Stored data
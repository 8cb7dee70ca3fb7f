// Dweve IDF - Input Data File toolkit
//
// Copyright (c) 2025 Dweve IP B.V. and individual contributors.
//
// SPDX-License-Identifier: Apache-2.0
//
// Licensed under the Apache License, Version 2.0 (the "License");
// you may not use this file except in compliance with the License.
// You may obtain a copy of the License in the LICENSE file at the
// root of this repository or at: http://www.apache.org/licenses/LICENSE-2.0
//
// Unless required by applicable law or agreed to in writing, software
// distributed under the License is distributed on an "AS IS" BASIS,
// WITHOUT WARRANTIES OR CONDITIONS OF ANY KIND, either express or implied.
// See the License for the specific language governing permissions and
// limitations under the License.

//! Document fixtures matching the decoded form of the text fixtures.

use super::builders::{DocumentBuilder, InstanceBuilder};
use idf_core::{Document, Scalar};

/// Decoded form of [`FOO_IDF`](super::FOO_IDF).
pub fn foo_document() -> Document {
    DocumentBuilder::new()
        .object(
            "Foo",
            "Inst1",
            InstanceBuilder::new()
                .int("a", 1)
                .int("b", 2)
                .group([("x", Scalar::Integer(10)), ("y", Scalar::Integer(20))])
                .group([("x", Scalar::Integer(30)), ("y", Scalar::Integer(40))]),
        )
        .build()
}

/// Decoded form of [`OFFICE_IDF`](super::OFFICE_IDF).
pub fn office_document() -> Document {
    DocumentBuilder::new()
        .object(
            "Version",
            "Version 1",
            InstanceBuilder::new().string("version_identifier", "9.6"),
        )
        .object(
            "Building",
            "Small Office",
            InstanceBuilder::new()
                .int("north_axis", 30)
                .string("terrain", "City")
                .real("loads_convergence_tolerance_value", 0.04),
        )
        .object(
            "Zone",
            "Core Zone",
            InstanceBuilder::new()
                .int("x_origin", 0)
                .int("multiplier", 1)
                .string("volume", "Autocalculate")
                .string("zone_inside_convection_algorithm", "TARP"),
        )
        .object(
            "Zone",
            "Perimeter Zone",
            InstanceBuilder::new()
                .int("x_origin", 10)
                .int("multiplier", 2)
                .real("volume", 250.5),
        )
        .object(
            "Foo",
            "Inst1",
            InstanceBuilder::new()
                .int("a", 1)
                .int("b", 2)
                .group([("x", Scalar::Integer(10)), ("y", Scalar::Integer(20))])
                .group([("x", Scalar::Integer(30)), ("y", Scalar::Integer(40))]),
        )
        .object(
            "Coil:Cooling:Water",
            "Main Coil",
            InstanceBuilder::new()
                .string("availability_schedule_name", "Always On")
                .string("design_water_flow_rate", "Autosize"),
        )
        .object(
            "ZoneHVAC:IdealLoadsAirSystem",
            "Core Ideal Loads",
            InstanceBuilder::new().string("zone_supply_air_node_name", "Core Supply Inlet"),
        )
        .object(
            "RunPeriod",
            "Annual",
            InstanceBuilder::new()
                .int("begin_month", 1)
                .int("begin_day_of_month", 1)
                .int("end_month", 12)
                .int("end_day_of_month", 31),
        )
        .object(
            "Schedule:Compact",
            "Always On",
            InstanceBuilder::new()
                .string("schedule_type_limits_name", "Fraction")
                .group([("field", Scalar::from("Through: 12/31"))])
                .group([("field", Scalar::from("For: AllDays"))])
                .group([("field", Scalar::from("Until: 24:00"))])
                .group([("field", Scalar::from("1"))]),
        )
        .build()
}

/// Document with no object types.
pub fn empty() -> Document {
    Document::new()
}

* ASSIGNED TASK *
The response should be every record above restated exactly.

* ANSWER FOR THE TASK *
repository 8cb7dee70ca3fb7f
// Dweve IDF - Input Data File toolkit
//
// Copyright (c) 2025 Dweve IP B.V. and individual contributors.
//
// SPDX-License-Identifier: Apache-2.0
//
// Licensed under the Apache License, Version 2.0 (the "License");
// you may not use this file except in compliance with the License.
// You may obtain a copy of the License in the LICENSE file at the
// root of this repository or at: http://www.apache.org/licenses/LICENSE-2.0
//
// Unless required by applicable law or agreed to in writing, software
// distributed under the License is distributed on an "AS IS" BASIS,
// WITHOUT WARRANTIES OR CONDITIONS OF ANY KIND, either express or implied.
// See the License for the specific language governing permissions and
// limitations under the License.

//! Document fixtures matching the decoded form of the text fixtures.

use super::builders::{DocumentBuilder, InstanceBuilder};
use idf_core::{Document, Scalar};

/// Decoded form of [`FOO_IDF`](super::FOO_IDF).
pub fn foo_document() -> Document {
    DocumentBuilder::new()
        .object(
            "Foo",
            "Inst1",
            InstanceBuilder::new()
                .int("a", 1)
                .int("b", 2)
                .group([("x", Scalar::Integer(10)), ("y", Scalar::Integer(20))])
                .group([("x", Scalar::Integer(30)), ("y", Scalar::Integer(40))]),
        )
        .build()
}

/// Decoded form of [`OFFICE_IDF`](super::OFFICE_IDF).
pub fn office_document() -> Document {
    DocumentBuilder::new()
        .object(
            "Version",
            "Version 1",
            InstanceBuilder::new().string("version_identifier", "9.6"),
        )
        .object(
            "Building",
            "Small Office",
            InstanceBuilder::new()
                .int("north_axis", 30)
                .string("terrain", "City")
                .real("loads_convergence_tolerance_value", 0.04),
        )
        .object(
            "Zone",
            "Core Zone",
            InstanceBuilder::new()
                .int("x_origin", 0)
                .int("multiplier", 1)
                .string("volume", "Autocalculate")
                .string("zone_inside_convection_algorithm", "TARP"),
        )
        .object(
            "Zone",
            "Perimeter Zone",
            InstanceBuilder::new()
                .int("x_origin", 10)
                .int("multiplier", 2)
                .real("volume", 250.5),
        )
        .object(
            "Foo",
            "Inst1",
            InstanceBuilder::new()
                .int("a", 1)
                .int("b", 2)
                .group([("x", Scalar::Integer(10)), ("y", Scalar::Integer(20))])
                .group([("x", Scalar::Integer(30)), ("y", Scalar::Integer(40))]),
        )
        .object(
            "Coil:Cooling:Water",
            "Main Coil",
            InstanceBuilder::new()
                .string("availability_schedule_name", "Always On")
                .string("design_water_flow_rate", "Autosize"),
        )
        .object(
            "ZoneHVAC:IdealLoadsAirSystem",
            "Core Ideal Loads",
            InstanceBuilder::new().string("zone_supply_air_node_name", "Core Supply Inlet"),
        )
        .object(
            "RunPeriod",
            "Annual",
            InstanceBuilder::new()
                .int("begin_month", 1)
                .int("begin_day_of_month", 1)
                .int("end_month", 12)
                .int("end_day_of_month", 31),
        )
        .object(
            "Schedule:Compact",
            "Always On",
            InstanceBuilder::new()
                .string("schedule_type_limits_name", "Fraction")
                .group([("field", Scalar::from("Through: 12/31"))])
                .group([("field", Scalar::from("For: AllDays"))])
                .group([("field", Scalar::from("Until: 24:00"))])
                .group([("field", Scalar::from("1"))]),
        )
        .build()
}

/// Document with no object types.
pub fn empty() -> Document {
    Document::new()
}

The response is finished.